Segment Start: Data for this task

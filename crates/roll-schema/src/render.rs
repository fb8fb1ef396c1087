//! Field rendering: edit control selection, input coercion, and read-only
//! display formatting.
//!
//! This is a pure mapping layer. Coercing an already-coerced value is a
//! no-op, and display never fails on stale or missing values.

use roll_core::FieldValue;
use roll_core::value::DATE_FORMAT;

use crate::column::{Column, FieldOption, FieldType, OptionValue};

/// Description of the editable control a column presents.
#[derive(Debug, Clone, PartialEq)]
pub enum ControlKind {
    /// Single-line text input.
    TextInput,
    /// Multi-line text area.
    TextArea,
    /// Masked input; placeholder differs for new records ("enter a
    /// password") vs updates ("leave blank to keep").
    Password,
    /// Numeric input.
    NumberInput,
    /// Option picker over the column's options.
    Select { options: Vec<FieldOption> },
    /// Booleans present as a fixed binary picker, stored as true/false.
    YesNo,
    /// Date picker.
    DatePicker,
}

/// The editable control for a column.
#[must_use]
pub fn edit_control(column: &Column) -> ControlKind {
    match column.field_type {
        FieldType::Password => ControlKind::Password,
        FieldType::Number => ControlKind::NumberInput,
        FieldType::Enum => ControlKind::Select {
            options: column.options.clone(),
        },
        FieldType::Bool => ControlKind::YesNo,
        FieldType::Date => ControlKind::DatePicker,
        FieldType::Text => {
            if column.multiline {
                ControlKind::TextArea
            } else {
                ControlKind::TextInput
            }
        }
    }
}

/// Coerce a raw UI input string into the typed value the form stores.
///
/// - number: empty → null, unparseable → null
/// - enum with numeric options: same as number; enum with string options
///   (foreign-key selectors) keeps the raw id, empty → null
/// - bool: `"1"`/`"true"` → true, everything else → false
/// - date: unparseable → null, never an error
/// - text (and password): stored verbatim
#[must_use]
pub fn coerce_input(column: &Column, raw: &str) -> FieldValue {
    match column.field_type {
        FieldType::Number => coerce_number(raw),
        FieldType::Enum => {
            if column
                .options
                .first()
                .is_some_and(|opt| matches!(opt.value, OptionValue::Text(_)))
            {
                if raw.is_empty() {
                    FieldValue::Null
                } else {
                    FieldValue::Text(raw.to_string())
                }
            } else {
                coerce_number(raw)
            }
        }
        FieldType::Bool => FieldValue::Bool(raw == "1" || raw.eq_ignore_ascii_case("true")),
        FieldType::Date => chrono::NaiveDate::parse_from_str(raw, DATE_FORMAT)
            .map_or(FieldValue::Null, FieldValue::Date),
        FieldType::Text | FieldType::Password => FieldValue::Text(raw.to_string()),
    }
}

fn coerce_number(raw: &str) -> FieldValue {
    if raw.is_empty() {
        return FieldValue::Null;
    }
    raw.parse::<f64>()
        .map_or(FieldValue::Null, FieldValue::Number)
}

/// Read-only presentation of a value under a column descriptor.
///
/// Enum values with no matching option render empty rather than failing;
/// password columns always render empty.
#[must_use]
pub fn display_value(column: &Column, value: &FieldValue) -> String {
    match column.field_type {
        FieldType::Password => String::new(),
        FieldType::Enum => column.option_label(value).unwrap_or_default().to_string(),
        FieldType::Bool => match value {
            FieldValue::Bool(true) => "是".to_string(),
            FieldValue::Bool(false) => "否".to_string(),
            _ => String::new(),
        },
        FieldType::Date => value
            .as_date()
            .map(|d| d.format(DATE_FORMAT).to_string())
            .unwrap_or_default(),
        FieldType::Number => match value {
            FieldValue::Number(n) => format_number(*n),
            FieldValue::Text(s) => s.clone(),
            _ => String::new(),
        },
        FieldType::Text => match value {
            FieldValue::Text(s) => s.clone(),
            FieldValue::Number(n) => format_number(*n),
            FieldValue::Bool(b) => b.to_string(),
            FieldValue::Date(d) => d.format(DATE_FORMAT).to_string(),
            FieldValue::Null => String::new(),
        },
    }
}

/// Integral values print without a trailing `.0`.
fn format_number(n: f64) -> String {
    if n.fract() == 0.0 && n.abs() < 1e15 {
        format!("{}", n as i64)
    } else {
        n.to_string()
    }
}

#[cfg(test)]
mod tests {
    use pretty_assertions::assert_eq;
    use rstest::rstest;

    use super::*;

    fn gender() -> Column {
        Column::enumeration(
            "gender",
            "性別",
            vec![
                FieldOption::number(0.0, "Male"),
                FieldOption::number(1.0, "Female"),
            ],
        )
    }

    #[rstest]
    #[case("", FieldValue::Null)]
    #[case("87", FieldValue::Number(87.0))]
    #[case("abc", FieldValue::Null)]
    #[case("92.5", FieldValue::Number(92.5))]
    fn number_coercion(#[case] raw: &str, #[case] expected: FieldValue) {
        let column = Column::number("score", "分數");
        assert_eq!(coerce_input(&column, raw), expected);
    }

    #[test]
    fn enum_with_numeric_options_coerces_to_number() {
        assert_eq!(coerce_input(&gender(), "1"), FieldValue::Number(1.0));
        assert_eq!(coerce_input(&gender(), ""), FieldValue::Null);
    }

    #[test]
    fn enum_with_string_options_keeps_the_id() {
        let selector =
            Column::enumeration("student_id", "學生", vec![FieldOption::text("s1", "小明")])
                .hidden();
        assert_eq!(
            coerce_input(&selector, "s1"),
            FieldValue::Text("s1".into())
        );
        assert_eq!(coerce_input(&selector, ""), FieldValue::Null);
    }

    #[test]
    fn bool_toggle_round_trip() {
        let column = Column::bool("is_pg", "PG生");
        assert_eq!(coerce_input(&column, "1"), FieldValue::Bool(true));
        assert_eq!(coerce_input(&column, "0"), FieldValue::Bool(false));
        assert_eq!(display_value(&column, &FieldValue::Bool(true)), "是");
        assert_eq!(display_value(&column, &FieldValue::Bool(false)), "否");
    }

    #[test]
    fn invalid_date_coerces_to_null() {
        let column = Column::date("joined_at", "加入時間");
        assert_eq!(coerce_input(&column, "2024-13-45"), FieldValue::Null);
        assert_eq!(
            coerce_input(&column, "2024-09-01"),
            FieldValue::Date(chrono::NaiveDate::from_ymd_opt(2024, 9, 1).expect("valid"))
        );
    }

    #[test]
    fn stale_enum_value_displays_empty() {
        // Stored value 2 with options 0/1: renders empty, never panics.
        assert_eq!(display_value(&gender(), &FieldValue::Number(2.0)), "");
    }

    #[test]
    fn date_displays_in_wire_format_or_empty() {
        let column = Column::date("joined_at", "加入時間");
        let date = chrono::NaiveDate::from_ymd_opt(2024, 9, 1).expect("valid");
        assert_eq!(display_value(&column, &FieldValue::Date(date)), "2024-09-01");
        assert_eq!(display_value(&column, &FieldValue::Null), "");
    }

    #[test]
    fn password_never_displays() {
        let column = Column::password("password", "密碼");
        assert_eq!(
            display_value(&column, &FieldValue::Text("secret".into())),
            ""
        );
    }

    #[test]
    fn coercion_is_idempotent_through_display() {
        // Re-coercing the displayed form of a coerced value is a no-op.
        let column = Column::number("score", "分數");
        let coerced = coerce_input(&column, "87");
        let displayed = display_value(&column, &coerced);
        assert_eq!(coerce_input(&column, &displayed), coerced);

        let date_column = Column::date("joined_at", "加入時間");
        let coerced = coerce_input(&date_column, "2024-09-01");
        let displayed = display_value(&date_column, &coerced);
        assert_eq!(coerce_input(&date_column, &displayed), coerced);
    }

    #[test]
    fn multiline_text_gets_a_text_area() {
        let column = Column::text("description", "家庭情況").multiline();
        assert_eq!(edit_control(&column), ControlKind::TextArea);
        assert_eq!(
            edit_control(&Column::text("name", "姓名")),
            ControlKind::TextInput
        );
    }
}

Segment End: Data for this task

Task: In full and word for word, output the material.

Your response:
filename crates/roll-schema/src/render.rs
repository fb8fb1ef396c1087
//! Field rendering: edit control selection, input coercion, and read-only
//! display formatting.
//!
//! This is a pure mapping layer. Coercing an already-coerced value is a
//! no-op, and display never fails on stale or missing values.

use roll_core::FieldValue;
use roll_core::value::DATE_FORMAT;

use crate::column::{Column, FieldOption, FieldType, OptionValue};

/// Description of the editable control a column presents.
#[derive(Debug, Clone, PartialEq)]
pub enum ControlKind {
    /// Single-line text input.
    TextInput,
    /// Multi-line text area.
    TextArea,
    /// Masked input; placeholder differs for new records ("enter a
    /// password") vs updates ("leave blank to keep").
    Password,
    /// Numeric input.
    NumberInput,
    /// Option picker over the column's options.
    Select { options: Vec<FieldOption> },
    /// Booleans present as a fixed binary picker, stored as true/false.
    YesNo,
    /// Date picker.
    DatePicker,
}

/// The editable control for a column.
#[must_use]
pub fn edit_control(column: &Column) -> ControlKind {
    match column.field_type {
        FieldType::Password => ControlKind::Password,
        FieldType::Number => ControlKind::NumberInput,
        FieldType::Enum => ControlKind::Select {
            options: column.options.clone(),
        },
        FieldType::Bool => ControlKind::YesNo,
        FieldType::Date => ControlKind::DatePicker,
        FieldType::Text => {
            if column.multiline {
                ControlKind::TextArea
            } else {
                ControlKind::TextInput
            }
        }
    }
}

/// Coerce a raw UI input string into the typed value the form stores.
///
/// - number: empty → null, unparseable → null
/// - enum with numeric options: same as number; enum with string options
///   (foreign-key selectors) keeps the raw id, empty → null
/// - bool: `"1"`/`"true"` → true, everything else → false
/// - date: unparseable → null, never an error
/// - text (and password): stored verbatim
#[must_use]
pub fn coerce_input(column: &Column, raw: &str) -> FieldValue {
    match column.field_type {
        FieldType::Number => coerce_number(raw),
        FieldType::Enum => {
            if column
                .options
                .first()
                .is_some_and(|opt| matches!(opt.value, OptionValue::Text(_)))
            {
                if raw.is_empty() {
                    FieldValue::Null
                } else {
                    FieldValue::Text(raw.to_string())
                }
            } else {
                coerce_number(raw)
            }
        }
        FieldType::Bool => FieldValue::Bool(raw == "1" || raw.eq_ignore_ascii_case("true")),
        FieldType::Date => chrono::NaiveDate::parse_from_str(raw, DATE_FORMAT)
            .map_or(FieldValue::Null, FieldValue::Date),
        FieldType::Text | FieldType::Password => FieldValue::Text(raw.to_string()),
    }
}

fn coerce_number(raw: &str) -> FieldValue {
    if raw.is_empty() {
        return FieldValue::Null;
    }
    raw.parse::<f64>()
        .map_or(FieldValue::Null, FieldValue::Number)
}

/// Read-only presentation of a value under a column descriptor.
///
/// Enum values with no matching option render empty rather than failing;
/// password columns always render empty.
#[must_use]
pub fn display_value(column: &Column, value: &FieldValue) -> String {
    match column.field_type {
        FieldType::Password => String::new(),
        FieldType::Enum => column.option_label(value).unwrap_or_default().to_string(),
        FieldType::Bool => match value {
            FieldValue::Bool(true) => "是".to_string(),
            FieldValue::Bool(false) => "否".to_string(),
            _ => String::new(),
        },
        FieldType::Date => value
            .as_date()
            .map(|d| d.format(DATE_FORMAT).to_string())
            .unwrap_or_default(),
        FieldType::Number => match value {
            FieldValue::Number(n) => format_number(*n),
            FieldValue::Text(s) => s.clone(),
            _ => String::new(),
        },
        FieldType::Text => match value {
            FieldValue::Text(s) => s.clone(),
            FieldValue::Number(n) => format_number(*n),
            FieldValue::Bool(b) => b.to_string(),
            FieldValue::Date(d) => d.format(DATE_FORMAT).to_string(),
            FieldValue::Null => String::new(),
        },
    }
}

/// Integral values print without a trailing `.0`.
fn format_number(n: f64) -> String {
    if n.fract() == 0.0 && n.abs() < 1e15 {
        format!("{}", n as i64)
    } else {
        n.to_string()
    }
}

#[cfg(test)]
mod tests {
    use pretty_assertions::assert_eq;
    use rstest::rstest;

    use super::*;

    fn gender() -> Column {
        Column::enumeration(
            "gender",
            "性別",
            vec![
                FieldOption::number(0.0, "Male"),
                FieldOption::number(1.0, "Female"),
            ],
        )
    }

    #[rstest]
    #[case("", FieldValue::Null)]
    #[case("87", FieldValue::Number(87.0))]
    #[case("abc", FieldValue::Null)]
    #[case("92.5", FieldValue::Number(92.5))]
    fn number_coercion(#[case] raw: &str, #[case] expected: FieldValue) {
        let column = Column::number("score", "分數");
        assert_eq!(coerce_input(&column, raw), expected);
    }

    #[test]
    fn enum_with_numeric_options_coerces_to_number() {
        assert_eq!(coerce_input(&gender(), "1"), FieldValue::Number(1.0));
        assert_eq!(coerce_input(&gender(), ""), FieldValue::Null);
    }

    #[test]
    fn enum_with_string_options_keeps_the_id() {
        let selector =
            Column::enumeration("student_id", "學生", vec![FieldOption::text("s1", "小明")])
                .hidden();
        assert_eq!(
            coerce_input(&selector, "s1"),
            FieldValue::Text("s1".into())
        );
        assert_eq!(coerce_input(&selector, ""), FieldValue::Null);
    }

    #[test]
    fn bool_toggle_round_trip() {
        let column = Column::bool("is_pg", "PG生");
        assert_eq!(coerce_input(&column, "1"), FieldValue::Bool(true));
        assert_eq!(coerce_input(&column, "0"), FieldValue::Bool(false));
        assert_eq!(display_value(&column, &FieldValue::Bool(true)), "是");
        assert_eq!(display_value(&column, &FieldValue::Bool(false)), "否");
    }

    #[test]
    fn invalid_date_coerces_to_null() {
        let column = Column::date("joined_at", "加入時間");
        assert_eq!(coerce_input(&column, "2024-13-45"), FieldValue::Null);
        assert_eq!(
            coerce_input(&column, "2024-09-01"),
            FieldValue::Date(chrono::NaiveDate::from_ymd_opt(2024, 9, 1).expect("valid"))
        );
    }

    #[test]
    fn stale_enum_value_displays_empty() {
        // Stored value 2 with options 0/1: renders empty, never panics.
        assert_eq!(display_value(&gender(), &FieldValue::Number(2.0)), "");
    }

    #[test]
    fn date_displays_in_wire_format_or_empty() {
        let column = Column::date("joined_at", "加入時間");
        let date = chrono::NaiveDate::from_ymd_opt(2024, 9, 1).expect("valid");
        assert_eq!(display_value(&column, &FieldValue::Date(date)), "2024-09-01");
        assert_eq!(display_value(&column, &FieldValue::Null), "");
    }

    #[test]
    fn password_never_displays() {
        let column = Column::password("password", "密碼");
        assert_eq!(
            display_value(&column, &FieldValue::Text("secret".into())),
            ""
        );
    }

    #[test]
    fn coercion_is_idempotent_through_display() {
        // Re-coercing the displayed form of a coerced value is a no-op.
        let column = Column::number("score", "分數");
        let coerced = coerce_input(&column, "87");
        let displayed = display_value(&column, &coerced);
        assert_eq!(coerce_input(&column, &displayed), coerced);

        let date_column = Column::date("joined_at", "加入時間");
        let coerced = coerce_input(&date_column, "2024-09-01");
        let displayed = display_value(&date_column, &coerced);
        assert_eq!(coerce_input(&date_column, &displayed), coerced);
    }

    #[test]
    fn multiline_text_gets_a_text_area() {
        let column = Column::text("description", "家庭情況").multiline();
        assert_eq!(edit_control(&column), ControlKind::TextArea);
        assert_eq!(
            edit_control(&Column::text("name", "姓名")),
            ControlKind::TextInput
        );
    }
}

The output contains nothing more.